▶ INSTRUCTIONS FOR THE TASK
Lines with the word "peer": copy all of them from the entries below.
── SOURCE MATERIAL ──
//! Host-side simulation harness for the burlap mesh stack.
//!
//! Provides in-memory implementations of every hardware capability the stack consumes (clock,
//! radio, RNG, persistence) and an airwaves broker that connects any number of nodes with a
//! configurable adjacency, so multi-hop scenarios run deterministically in virtual time on the
//! host. All scenario tests live in `tests/`.

use burlap::config::{Config, ProtocolConfig};
use burlap::dtn::BundleStatus;
use burlap::emergency::SosMessage;
use burlap::packet::NodeAddress;
use burlap::phy::{Radio, SpreadingFactor, TxResult};
use burlap::stack::{Host, MeshStack, Telemetry};
use burlap::store::{Store, StoreError};
use burlap::time::{Instant, Timer};
use rand::rngs::StdRng;
use rand::SeedableRng;
use std::cell::{Cell, RefCell};
use std::collections::{HashMap, VecDeque};
use std::rc::Rc;

/// Virtual milliseconds advanced per simulation step (100 Hz tick rate).
pub const TICK_MS: u32 = 10;

/// Shared virtual clock.
#[derive(Clone)]
pub struct SimTimer(Rc<Cell<u32>>);

impl Timer for SimTimer {
    fn now(&self) -> Instant {
        Instant::from_raw_millis(self.0.get())
    }
}

/// In-memory radio: transmissions land in a queue the broker drains.
pub struct SimRadio {
    sent: Rc<RefCell<VecDeque<Vec<u8>>>>,
    sf: Rc<Cell<u8>>,
}

impl Radio for SimRadio {
    fn transmit(&mut self, frame: &[u8]) -> TxResult {
        self.sent.borrow_mut().push_back(frame.to_vec());
        TxResult::Sent
    }

    fn set_spreading_factor(&mut self, sf: SpreadingFactor) {
        self.sf.set(sf.raw());
    }
}

/// HashMap-backed persistence.
#[derive(Default)]
pub struct MemStore(RefCell<HashMap<(String, String), Vec<u8>>>);

impl Store for MemStore {
    fn save(&mut self, namespace: &str, key: &str, bytes: &[u8]) -> Result<(), StoreError> {
        self.0
            .borrow_mut()
            .insert((namespace.into(), key.into()), bytes.to_vec());
        Ok(())
    }

    fn load(&self, namespace: &str, key: &str, buf: &mut [u8]) -> Option<usize> {
        let map = self.0.borrow();
        let blob = map.get(&(namespace.into(), key.into()))?;
        if blob.len() > buf.len() {
            return None;
        }
        buf[..blob.len()].copy_from_slice(blob);
        Some(blob.len())
    }
}

/// Capability bundle for simulated nodes.
pub struct SimConfig;

impl Config for SimConfig {
    type Timer = SimTimer;
    type Radio = SimRadio;
    type Rng = StdRng;
    type Store = MemStore;
}

/// Records every host callback for later assertions.
#[derive(Default)]
pub struct RecordingHost {
    pub messages: Vec<(NodeAddress, Vec<u8>)>,
    pub delivery_failures: Vec<(u16, NodeAddress)>,
    pub links_established: Vec<NodeAddress>,
    pub links_closed: Vec<NodeAddress>,
    pub link_data: Vec<(NodeAddress, Vec<u8>)>,
    pub group_messages: Vec<(u32, NodeAddress, Vec<u8>)>,
    pub bundles_delivered: Vec<(u32, NodeAddress, Vec<u8>)>,
    pub bundle_statuses: Vec<(u32, BundleStatus)>,
    pub sos_received: Vec<(NodeAddress, SosMessage)>,
    pub sos_cleared: Vec<NodeAddress>,
    pub geocasts: Vec<(NodeAddress, Vec<u8>)>,
    pub telemetry: Vec<(NodeAddress, Telemetry)>,
}

impl Host for RecordingHost {
    fn on_message(&mut self, from: NodeAddress, data: &[u8]) {
        self.messages.push((from, data.to_vec()));
    }
    fn on_delivery_failed(&mut self, packet_id: u16, dest: NodeAddress) {
        self.delivery_failures.push((packet_id, dest));
    }
    fn on_link_established(&mut self, peer: NodeAddress) {
        self.links_established.push(peer);
    }
    fn on_link_closed(&mut self, peer: NodeAddress) {
        self.links_closed.push(peer);
    }
    fn on_link_data(&mut self, peer: NodeAddress, data: &[u8]) {
        self.link_data.push((peer, data.to_vec()));
    }
    fn on_group_message(&mut self, group_id: u32, sender: NodeAddress, data: &[u8]) {
        self.group_messages.push((group_id, sender, data.to_vec()));
    }
    fn on_bundle_delivered(&mut self, id: u32, source: NodeAddress, data: &[u8]) {
        self.bundles_delivered.push((id, source, data.to_vec()));
    }
    fn on_bundle_status(&mut self, id: u32, status: BundleStatus) {
        self.bundle_statuses.push((id, status));
    }
    fn on_sos(&mut self, from: NodeAddress, message: &SosMessage) {
        self.sos_received.push((from, message.clone()));
    }
    fn on_sos_cleared(&mut self, from: NodeAddress) {
        self.sos_cleared.push(from);
    }
    fn on_geocast(&mut self, source: NodeAddress, data: &[u8]) {
        self.geocasts.push((source, data.to_vec()));
    }
    fn on_telemetry(&mut self, from: NodeAddress, telemetry: &Telemetry) {
        self.telemetry.push((from, *telemetry));
    }
}

/// One simulated node: a full stack plus its recording host and radio handles.
pub struct SimNode {
    pub address: NodeAddress,
    pub stack: MeshStack<SimConfig>,
    pub host: RecordingHost,
    tx: Rc<RefCell<VecDeque<Vec<u8>>>>,
}

/// The airwaves: a set of nodes and the adjacency between them.
pub struct SimNet {
    clock: Rc<Cell<u32>>,
    nodes: Vec<SimNode>,
    /// Bidirectional links with their (rssi, snr) as heard by either end.
    links: HashMap<(usize, usize), (i16, i8)>,
    /// Every frame that went on air, for replay-style tests.
    pub air_log: Vec<Vec<u8>>,
}

impl SimNet {
    pub fn new() -> Self {
        let _ = env_logger::builder().is_test(true).try_init();
        SimNet {
            clock: Rc::new(Cell::new(1)),
            nodes: Vec::new(),
            links: HashMap::new(),
            air_log: Vec::new(),
        }
    }

    /// Adds a node with the default protocol configuration. Returns its index.
    pub fn add_node(&mut self, address: u32) -> usize {
        self.add_node_with(address, ProtocolConfig::default())
    }

    /// Adds a node with a custom protocol configuration. Returns its index.
    pub fn add_node_with(&mut self, address: u32, cfg: ProtocolConfig) -> usize {
        let address = NodeAddress::new(address);
        let tx = Rc::new(RefCell::new(VecDeque::new()));
        let radio = SimRadio {
            sent: tx.clone(),
            sf: Rc::new(Cell::new(cfg.default_sf.raw())),
        };
        let stack = MeshStack::new(
            address,
            cfg,
            SimTimer(self.clock.clone()),
            radio,
            StdRng::seed_from_u64(u64::from(address.raw())),
            MemStore::default(),
        );
        self.nodes.push(SimNode {
            address,
            stack,
            host: RecordingHost::default(),
            tx,
        });
        self.nodes.len() - 1
    }

    fn key(a: usize, b: usize) -> (usize, usize) {
        (a.min(b), a.max(b))
    }

    /// Puts two nodes in radio range of each other.
    pub fn connect(&mut self, a: usize, b: usize) {
        self.connect_with_signal(a, b, -70, 8);
    }

    /// Puts two nodes in range with an explicit signal quality.
    pub fn connect_with_signal(&mut self, a: usize, b: usize, rssi: i16, snr: i8) {
        self.links.insert(Self::key(a, b), (rssi, snr));
    }

    /// Takes two nodes out of range of each other.
    pub fn disconnect(&mut self, a: usize, b: usize) {
        self.links.remove(&Self::key(a, b));
    }

    /// Access to a node.
    pub fn node(&mut self, i: usize) -> &mut SimNode {
        &mut self.nodes[i]
    }

    /// The current virtual time in milliseconds.
    pub fn now_ms(&self) -> u32 {
        self.clock.get()
    }

    /// Runs the network for `ms` of virtual time.
    pub fn run_ms(&mut self, ms: u32) {
        let steps = ms / TICK_MS;
        for _ in 0..steps {
            self.step();
        }
    }

    /// Advances one tick: clocks, stacks, then frame delivery.
    pub fn step(&mut self) {
        self.clock.set(self.clock.get().wrapping_add(TICK_MS));

        for node in self.nodes.iter_mut() {
            node.stack.tick(&mut node.host);
        }

        // Collect this tick's transmissions, then fan them out to everyone in range.
        let mut deliveries: Vec<(usize, Vec<u8>, i16, i8)> = Vec::new();
        for i in 0..self.nodes.len() {
            while let Some(frame) = {
                let mut q = self.nodes[i].tx.borrow_mut();
                q.pop_front()
            } {
                self.air_log.push(frame.clone());
                for j in 0..self.nodes.len() {
                    if i == j {
                        continue;
                    }
                    if let Some(&(rssi, snr)) = self.links.get(&Self::key(i, j)) {
                        deliveries.push((j, frame.clone(), rssi, snr));
                    }
                }
            }
        }
        for (j, frame, rssi, snr) in deliveries {
            let node = &mut self.nodes[j];
            node.stack.on_frame(&frame, rssi, snr, &mut node.host);
        }
    }

    /// Injects a raw frame straight into a node's receive path (for replay tests).
    pub fn inject(&mut self, target: usize, frame: &[u8], rssi: i16, snr: i8) {
        let node = &mut self.nodes[target];
        node.stack.on_frame(frame, rssi, snr, &mut node.host);
    }
}

impl Default for SimNet {
    fn default() -> Self {
        Self::new()
    }
}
───
▶ ANSWER FOR THIS EXERCISE
    fn on_link_established(&mut self, peer: NodeAddress) {
        self.links_established.push(peer);
    fn on_link_closed(&mut self, peer: NodeAddress) {
        self.links_closed.push(peer);
    fn on_link_data(&mut self, peer: NodeAddress, data: &[u8]) {
        self.link_data.push((peer, data.to_vec()));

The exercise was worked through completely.